### What the exercise asks
State how many lines in these records contain the word "PathBuf", and nothing else.

### Stored data
Segment Open

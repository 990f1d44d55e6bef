//! 程序配置
//!
//! 读取顺序：默认值 → `sheetplot.toml` → 环境变量 → 命令行参数。

use anyhow::{Context, Result};
use serde::Deserialize;
use sheetplot_file::DEFAULT_CACHE_FILE;
use sheetplot_plot::orchestrator::{DEFAULT_STYLE_SHEET, MEDIA_TOLERANCE};
use sheetplot_plot::{PlotSettings, WaitPolicy, DEFAULT_UNITS_PER_MM, PDF_DEVICE_NAME};
use std::path::{Path, PathBuf};
use std::time::Duration;

/// 默认配置文件名
pub const CONFIG_FILE: &str = "sheetplot.toml";

/// 程序配置
#[derive(Debug, Clone, Default, PartialEq, Deserialize)]
#[serde(default)]
pub struct Config {
    pub detect: DetectConfig,
    pub plot: PlotConfig,
    pub logging: LoggingConfig,
}

/// 识别配置
#[derive(Debug, Clone, PartialEq, Deserialize)]
#[serde(default)]
pub struct DetectConfig {
    /// 图框缓存文件
    pub cache_file: PathBuf,
}

impl Default for DetectConfig {
    fn default() -> Self {
        Self {
            cache_file: PathBuf::from(DEFAULT_CACHE_FILE),
        }
    }
}

/// 出图配置
#[derive(Debug, Clone, PartialEq, Deserialize)]
#[serde(default)]
pub struct PlotConfig {
    pub device: String,
    pub style_sheet: String,
    pub output_dir: PathBuf,
    pub poll_interval_ms: u64,
    pub timeout_secs: u64,
    pub media_tolerance: f64,
    /// 每毫米对应的图纸单位（默认100，图纸单位为 0.01mm）
    pub units_per_mm: f64,
}

impl Default for PlotConfig {
    fn default() -> Self {
        let wait = WaitPolicy::default();
        Self {
            device: PDF_DEVICE_NAME.to_string(),
            style_sheet: DEFAULT_STYLE_SHEET.to_string(),
            output_dir: PathBuf::from("plots"),
            poll_interval_ms: wait.interval.as_millis() as u64,
            timeout_secs: wait.timeout.as_secs(),
            media_tolerance: MEDIA_TOLERANCE,
            units_per_mm: DEFAULT_UNITS_PER_MM,
        }
    }
}

impl PlotConfig {
    /// 转成出图参数
    pub fn settings(&self) -> PlotSettings {
        let mut settings = PlotSettings::new(self.device.clone(), self.output_dir.clone());
        settings.style_sheet = self.style_sheet.clone();
        settings.media_tolerance = self.media_tolerance;
        settings.wait = WaitPolicy {
            interval: Duration::from_millis(self.poll_interval_ms),
            timeout: Duration::from_secs(self.timeout_secs),
        };
        settings
    }
}

/// 日志配置
#[derive(Debug, Clone, PartialEq, Deserialize)]
#[serde(default)]
pub struct LoggingConfig {
    /// trace, debug, info, warn, error, off
    pub level: String,
}

impl Default for LoggingConfig {
    fn default() -> Self {
        Self {
            level: "info".to_string(),
        }
    }
}

impl Config {
    /// 加载配置
    ///
    /// 显式指定的文件必须存在；未指定时当前目录下有 `sheetplot.toml` 就读取。
    pub fn load(path: Option<&Path>) -> Result<Self> {
        let mut config = match path {
            Some(path) => Self::from_file(path)?,
            None if Path::new(CONFIG_FILE).exists() => Self::from_file(Path::new(CONFIG_FILE))?,
            None => Self::default(),
        };
        config.apply_env(|key| std::env::var(key).ok());
        Ok(config)
    }

    pub fn from_file(path: &Path) -> Result<Self> {
        let text = std::fs::read_to_string(path)
            .with_context(|| format!("reading config {}", path.display()))?;
        Self::parse(&text).with_context(|| format!("parsing config {}", path.display()))
    }

    pub fn parse(text: &str) -> Result<Self> {
        Ok(toml::from_str(text)?)
    }

    /// 用环境变量覆盖
    pub fn apply_env(&mut self, var: impl Fn(&str) -> Option<String>) {
        if let Some(device) = var("SHEETPLOT_DEVICE") {
            self.plot.device = device;
        }
        if let Some(dir) = var("SHEETPLOT_OUTPUT_DIR") {
            self.plot.output_dir = PathBuf::from(dir);
        }
        if let Some(cache) = var("SHEETPLOT_CACHE") {
            self.detect.cache_file = PathBuf::from(cache);
        }
    }
}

Segment Closed

### Exercise result
7